Là encore, le parallèle est frappant, entre d'une part l'environnement saccagé par l'homme, qu'Elzéard Bouffier va sauver ; et d'autre part ce qui fait notre avenir : la technologie. Dans les deux cas, on tente de la privatiser en la détruisant, en favorisant l'intérêt à court terme. Chez Giono, ce sont les bûcherons qui font du charbon de bois. En ce début du 21° siècle, c'est la protection de la prétendue "propriété intellectuelle" qui empêchent le partage des idées, qui tentent de contrôler le destin de leurs concitoyens, via les DRM, la prétendue "informatique de confiance", les brevets logiciels, les logiciels propriétaires.

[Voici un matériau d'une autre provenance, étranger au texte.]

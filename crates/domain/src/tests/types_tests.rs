// Copyright (C) 2026 Fred Clausen
// Use of this source code is governed by an MIT-style
// license that can be found in the LICENSE file or at
// https://opensource.org/licenses/MIT.

use crate::city::{is_known_city, validate_city};
use crate::error::DomainError;
use crate::types::{ProductivityRecord, Role, Session, TrafficInfraction, User};
use std::str::FromStr;

#[test]
fn test_role_round_trips_through_strings() {
    for role in [Role::Admin, Role::Comando, Role::User] {
        assert_eq!(Role::from_str(role.as_str()).unwrap(), role);
    }
}

#[test]
fn test_role_rejects_unknown_string() {
    assert_eq!(
        Role::from_str("ROOT"),
        Err(DomainError::InvalidRole(String::from("ROOT")))
    );
}

#[test]
fn test_role_serializes_uppercase() {
    let json: String = serde_json::to_string(&Role::Comando).unwrap();
    assert_eq!(json, "\"COMANDO\"");
}

#[test]
fn test_user_normalizes_username_to_lowercase() {
    let user: User = User::new(String::from("1"), "P3.Silva", Role::User, "Sd", "pw");
    assert_eq!(user.username, "p3.silva");
}

#[test]
fn test_user_deserializes_without_password() {
    let raw: &str = r#"{"id":"1","username":"admin","role":"ADMIN","rank":"Ten Cel"}"#;
    let user: User = serde_json::from_str(raw).unwrap();
    assert_eq!(user.password, "");
}

#[test]
fn test_session_strips_password() {
    let user: User = User::new(String::from("1"), "admin", Role::Admin, "Ten Cel", "22");
    let session: Session = Session::for_user(&user);

    assert_eq!(session.username, "admin");
    assert_eq!(session.role, Role::Admin);
    let json: String = serde_json::to_string(&session).unwrap();
    assert!(!json.contains("password"));
    assert!(!json.contains("22"));
}

#[test]
fn test_recompute_total_sums_four_counts() {
    let mut record = TrafficInfraction {
        id: String::from("a"),
        city: String::from("Lajeado"),
        month: 0,
        year: 2024,
        cars: 10,
        motorcycles: 5,
        trucks: 2,
        others: 1,
        total: 0,
        timestamp: 0,
    };
    record.recompute_total();
    assert_eq!(record.total, 18);
}

#[test]
fn test_sum_counts_saturates_instead_of_overflowing() {
    assert_eq!(
        TrafficInfraction::sum_counts(u32::MAX, 1, 1, 1),
        u32::MAX
    );
}

#[test]
fn test_productivity_serializes_camel_case() {
    let record = ProductivityRecord {
        id: String::from("p"),
        city: String::from("Lajeado"),
        month: 0,
        year: 2024,
        ba: 1,
        cop: 2,
        tc: 3,
        fugitives: 0,
        vehicles_inspected: 10,
        people_approached: 20,
        drugs_kg: 1.5,
        weapons: 0,
        arrests: 1,
        timestamp: 0,
    };

    let json: String = serde_json::to_string(&record).unwrap();
    assert!(json.contains("\"vehiclesInspected\":10"));
    assert!(json.contains("\"peopleApproached\":20"));
    assert!(json.contains("\"drugsKg\":1.5"));
}

#[test]
fn test_city_membership() {
    assert!(is_known_city("Lajeado"));
    assert!(is_known_city("Muçum"));
    assert!(!is_known_city("Porto Alegre"));
    assert_eq!(
        validate_city("Porto Alegre"),
        Err(DomainError::UnknownCity(String::from("Porto Alegre")))
    );
}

Dans les deux cas, des gens à contre-courant vont préserver l'avenir en écrivant du code Libre, en espérant que la puissance publique fasse son devoir et protège ce patrimoine... Ils oeuvrent pour les générations futures, pour une grande idée, ils en vivent plus ou moins bien, ils aiment ce qu'ils font, mais surtout ce travail les dépasse.

A titre personnel, je me retrouve dans ce personnage. Bien sûr, aujourd'hui Mozilla me verse un salaire, comme environ 159 autres salariés mozilliens, mais aucun de nous n'attend des millions de dollars d'une éventuelle IPO, même si Firefox est valorisé à 4 milliards de dollars... Le fait est que comme Elzéard Bouffier qui n'était pas propriétaire du terrain, nous n'avons pas le contrôle du code. Le code produit est utilisable Librement[2] par tous. Au moment où j'ai monté Mozilla Europe avec Peterv, rejoint par Pascal et d'autres, aucun d'entre nous ne pensait en vivre un jour. Mais on sentait que c'était quelque chose d'important à faire, pour plus tard. Pour le Web. Pour les autres. Bien sûr, c'était intéressant, passionnant, délirant, pour tout dire. Et notre entourage nous le faisait bien sentir (je reviendrai sur ce sujet). Mais surtout, ça nous dépassait. Il fallait qu'on le fasse. Et si ça n'était pas nous, on ne voyait pas qui ça serait. Alors on a plongé, malgré les regards des autres, malgré l'absence de perspectives économiques. Et aucun de nous ne le regrette... Et puis voilà, 4 ans et demi après la création de Mozilla Europe, je découvre le court-métrage de Giono, dont le texte a été écrit en 1953, bien avant l'invention d'Internet, du Web, et même du logiciel. Et pourtant, Giono, pacifiste, idéaliste, moraliste, né à la fin du 19° siècle, avait déjà tracé le chemin de sa plume.

Si vous avez 30 minutes à consacrer à un court métrage extraordinaire, je vous encourage à le regarder et à laisser un commentaire ci-dessous, sur la parallèle entre les Libristes et Elzéard Bouffier, le vieux berger qui a redonné vie à toute une région.

Notes

[1] Note de Tristan : de couper les arbres pour en faire du charbon de bois, qui avait été la raison pour laquelle la précédente forêt avait été détruite, ce qui avait rendu la vie impossible dans la région.

[2] Dans les limites décrites par les licences GPL, LGPL et MPL, sous lesquelles il est mis à disposition.